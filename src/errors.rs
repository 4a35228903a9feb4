use axum::{
    http::{header::RETRY_AFTER, HeaderValue, StatusCode},
    response::{IntoResponse, Response},
    Json,
};
use rust_decimal::Decimal;
use serde_json::json;
use thiserror::Error;

use crate::ledger::BalanceBucket;

/// Seconds a client is told to wait after a contention failure.
pub const CONTENTION_RETRY_AFTER_SECS: u64 = 5;

/// What went wrong at the database, decided where the `sqlx::Error` is caught.
#[derive(Debug, Clone, Copy, PartialEq, Eq)]
pub enum DbErrorKind {
    Deadlock,
    SerializationFailure,
    LockTimeout,
    PoolTimeout,
    UniqueViolation,
    Other,
}

impl DbErrorKind {
    /// Map a SQLSTATE (Postgres) or vendor error number (MySQL) to a kind.
    pub fn from_code(code: &str) -> Self {
        match code {
            "40001" => DbErrorKind::SerializationFailure,
            "40P01" | "1213" => DbErrorKind::Deadlock,
            "55P03" | "1205" => DbErrorKind::LockTimeout,
            "23505" | "1062" => DbErrorKind::UniqueViolation,
            _ => DbErrorKind::Other,
        }
    }

    pub fn classify(err: &sqlx::Error) -> Self {
        match err {
            sqlx::Error::Database(db) => db
                .code()
                .map(|code| Self::from_code(&code))
                .unwrap_or(DbErrorKind::Other),
            sqlx::Error::PoolTimedOut => DbErrorKind::PoolTimeout,
            _ => DbErrorKind::Other,
        }
    }

    /// Kinds that go away if the same work is tried again.
    pub fn is_contention(self) -> bool {
        matches!(
            self,
            DbErrorKind::Deadlock
                | DbErrorKind::SerializationFailure
                | DbErrorKind::LockTimeout
                | DbErrorKind::PoolTimeout
        )
    }
}

impl std::fmt::Display for DbErrorKind {
    fn fmt(&self, f: &mut std::fmt::Formatter<'_>) -> std::fmt::Result {
        let name = match self {
            DbErrorKind::Deadlock => "deadlock",
            DbErrorKind::SerializationFailure => "serialization failure",
            DbErrorKind::LockTimeout => "lock wait timeout",
            DbErrorKind::PoolTimeout => "connection pool timeout",
            DbErrorKind::UniqueViolation => "unique violation",
            DbErrorKind::Other => "database error",
        };
        f.write_str(name)
    }
}

/// Ledger failures, each mapping to one HTTP status.
#[derive(Debug, Error)]
pub enum LedgerError {
    #[error("Wallet not found for user: {0}")]
    WalletNotFound(String),

    #[error("Transaction not found: {0}")]
    TransactionNotFound(String),

    #[error("Tier not found: {0}")]
    TierNotFound(String),

    #[error("Payout method not found: {0}")]
    PayoutMethodNotFound(String),

    #[error("Payout request not found: {0}")]
    PayoutRequestNotFound(String),

    #[error("Insufficient {bucket} balance. Required: {required}, Available: {available}")]
    InsufficientBalance {
        bucket: BalanceBucket,
        required: Decimal,
        available: Decimal,
    },

    #[error("Insufficient platform funds. Required: {required}, Available: {available}")]
    InsufficientPlatformFunds { required: Decimal, available: Decimal },

    #[error("Invalid amount: {0}")]
    InvalidAmount(String),

    #[error("Validation failed: {0}")]
    Validation(String),

    #[error("Forbidden: {0}")]
    Forbidden(String),

    #[error("Cannot move {entity} from {from} to {to}")]
    InvalidStateTransition {
        entity: &'static str,
        from: String,
        to: String,
    },

    #[error("Duplicate record violates {}", .constraint.as_deref().unwrap_or("a unique constraint"))]
    UniqueViolation { constraint: Option<String> },

    #[error("Database busy ({0}). Please retry.")]
    Contention(DbErrorKind),

    #[error("Too many requests. Retry in {retry_after_secs} seconds.")]
    RateLimited { retry_after_secs: u64 },

    #[error("Rate limiter unavailable: {0}")]
    RateLimiterUnavailable(String),

    #[error("Database error: {0}")]
    DatabaseError(sqlx::Error),

    #[error("Internal server error: {0}")]
    InternalError(String),
}

impl LedgerError {
    /// Whether repeating the failed unit of work may succeed.
    pub fn is_retryable(&self) -> bool {
        matches!(self, LedgerError::Contention(_))
    }

    fn status_code(&self) -> StatusCode {
        match self {
            LedgerError::WalletNotFound(_)
            | LedgerError::TransactionNotFound(_)
            | LedgerError::TierNotFound(_)
            | LedgerError::PayoutMethodNotFound(_)
            | LedgerError::PayoutRequestNotFound(_) => StatusCode::NOT_FOUND,
            LedgerError::InsufficientBalance { .. }
            | LedgerError::InsufficientPlatformFunds { .. }
            | LedgerError::InvalidAmount(_) => StatusCode::BAD_REQUEST,
            LedgerError::Validation(_) => StatusCode::UNPROCESSABLE_ENTITY,
            LedgerError::Forbidden(_) => StatusCode::FORBIDDEN,
            LedgerError::InvalidStateTransition { .. } | LedgerError::UniqueViolation { .. } => {
                StatusCode::CONFLICT
            }
            LedgerError::RateLimited { .. } => StatusCode::TOO_MANY_REQUESTS,
            LedgerError::Contention(_) | LedgerError::RateLimiterUnavailable(_) => {
                StatusCode::SERVICE_UNAVAILABLE
            }
            LedgerError::DatabaseError(_) | LedgerError::InternalError(_) => {
                StatusCode::INTERNAL_SERVER_ERROR
            }
        }
    }

    fn retry_after(&self) -> Option<u64> {
        match self {
            LedgerError::Contention(_) | LedgerError::RateLimiterUnavailable(_) => {
                Some(CONTENTION_RETRY_AFTER_SECS)
            }
            LedgerError::RateLimited { retry_after_secs } => Some(*retry_after_secs),
            _ => None,
        }
    }
}

impl From<sqlx::Error> for LedgerError {
    fn from(err: sqlx::Error) -> Self {
        match DbErrorKind::classify(&err) {
            DbErrorKind::UniqueViolation => {
                let constraint = err
                    .as_database_error()
                    .and_then(|db| db.constraint())
                    .map(str::to_string);
                LedgerError::UniqueViolation { constraint }
            }
            kind if kind.is_contention() => LedgerError::Contention(kind),
            _ => LedgerError::DatabaseError(err),
        }
    }
}

impl IntoResponse for LedgerError {
    fn into_response(self) -> Response {
        let status = self.status_code();
        let retry_after = self.retry_after();

        let error_message = match self {
            LedgerError::DatabaseError(ref e) => {
                tracing::error!("Database error: {:?}", e);
                "Database operation failed".to_string()
            }
            LedgerError::InternalError(ref e) => {
                tracing::error!("Internal error: {}", e);
                "An unexpected error occurred".to_string()
            }
            LedgerError::Contention(kind) => {
                tracing::warn!(kind = %kind, "Database contention survived retries");
                self.to_string()
            }
            _ => self.to_string(),
        };

        let body = match retry_after {
            Some(secs) => json!({
                "success": false,
                "error": error_message,
                "retry_after": secs,
            }),
            None => json!({
                "success": false,
                "error": error_message,
            }),
        };

        let mut response = (status, Json(body)).into_response();
        if let Some(secs) = retry_after {
            response
                .headers_mut()
                .insert(RETRY_AFTER, HeaderValue::from(secs));
        }
        response
    }
}

pub type LedgerResult<T> = Result<T, LedgerError>;
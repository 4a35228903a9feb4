use crate::config::Config;
use crate::handlers::{self, AppState};
use crate::middleware::cors::OriginPolicy;
use crate::middleware::rate_limit::{rate_limit_middleware, RateLimiter};
use axum::{
    middleware,
    routing::{get, post},
    Router,
};
use std::sync::Arc;
use tower_http::trace::TraceLayer;

/// Build the HTTP router with rate limiting, CORS and request tracing.
pub fn create_router(state: AppState, config: &Config) -> Router {
    let limiter = Arc::new(RateLimiter::per_minute(
        config.rate_limit_per_minute,
        config.rate_limit_failure_policy,
        config.retry.clone(),
    ));

    Router::new()
        .route("/health", get(handlers::health_check))
        // Creator wallets
        .route("/users/:user_id/wallet", get(handlers::get_wallet))
        .route("/users/:user_id/wallet/history", get(handlers::get_wallet_history))
        .route("/users/:user_id/wallet/release", post(handlers::release_pending))
        .route("/users/:user_id/wallet/reconcile", get(handlers::reconcile_wallet))
        // Platform wallet
        .route("/platform-wallet", get(handlers::get_platform_wallet))
        .route("/platform-wallet/history", get(handlers::get_platform_history))
        .route("/platform-wallet/withdraw", post(handlers::withdraw_platform_funds))
        // Tiers and payments
        .route("/tiers", post(handlers::create_tier))
        .route("/tiers/:tier_id", get(handlers::get_tier))
        .route("/subscriptions", post(handlers::create_subscription))
        .route("/transactions", post(handlers::create_transaction))
        .route("/transactions/:transaction_id", get(handlers::get_transaction))
        .route("/users/:user_id/transactions", get(handlers::get_user_transactions))
        .route("/transactions/:transaction_id/approve", post(handlers::approve_transaction))
        .route("/transactions/:transaction_id/decline", post(handlers::decline_transaction))
        .route("/transactions/:transaction_id/refund", post(handlers::refund_transaction))
        // Payouts
        .route(
            "/users/:user_id/payout-methods",
            get(handlers::list_payout_methods).post(handlers::create_payout_method),
        )
        .route(
            "/users/:user_id/payout-methods/:method_id/default",
            post(handlers::set_default_payout_method),
        )
        .route(
            "/users/:user_id/payout-requests",
            get(handlers::list_payout_requests).post(handlers::create_payout_request),
        )
        .route("/payout-requests/:payout_id/process", post(handlers::process_payout))
        .route("/payout-requests/:payout_id/complete", post(handlers::complete_payout))
        .route("/payout-requests/:payout_id/fail", post(handlers::fail_payout))
        .route("/payout-requests/:payout_id/cancel", post(handlers::cancel_payout))
        .with_state(state)
        .layer(middleware::from_fn_with_state(limiter, rate_limit_middleware))
        .layer(OriginPolicy::new(config.cors_allowed_origins.clone()).into_layer())
        .layer(TraceLayer::new_for_http())
}
pub mod app;
pub mod config;
pub mod errors;
pub mod extract;
pub mod handlers;
pub mod ledger;
pub mod middleware;
pub mod models;
pub mod repository;
pub mod retry;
==*==
Problem description: Write down every line of the data above that includes the string "OriginPolicy".

Problem solution:
use crate::middleware::cors::OriginPolicy;
        .layer(OriginPolicy::new(config.cors_allowed_origins.clone()).into_layer())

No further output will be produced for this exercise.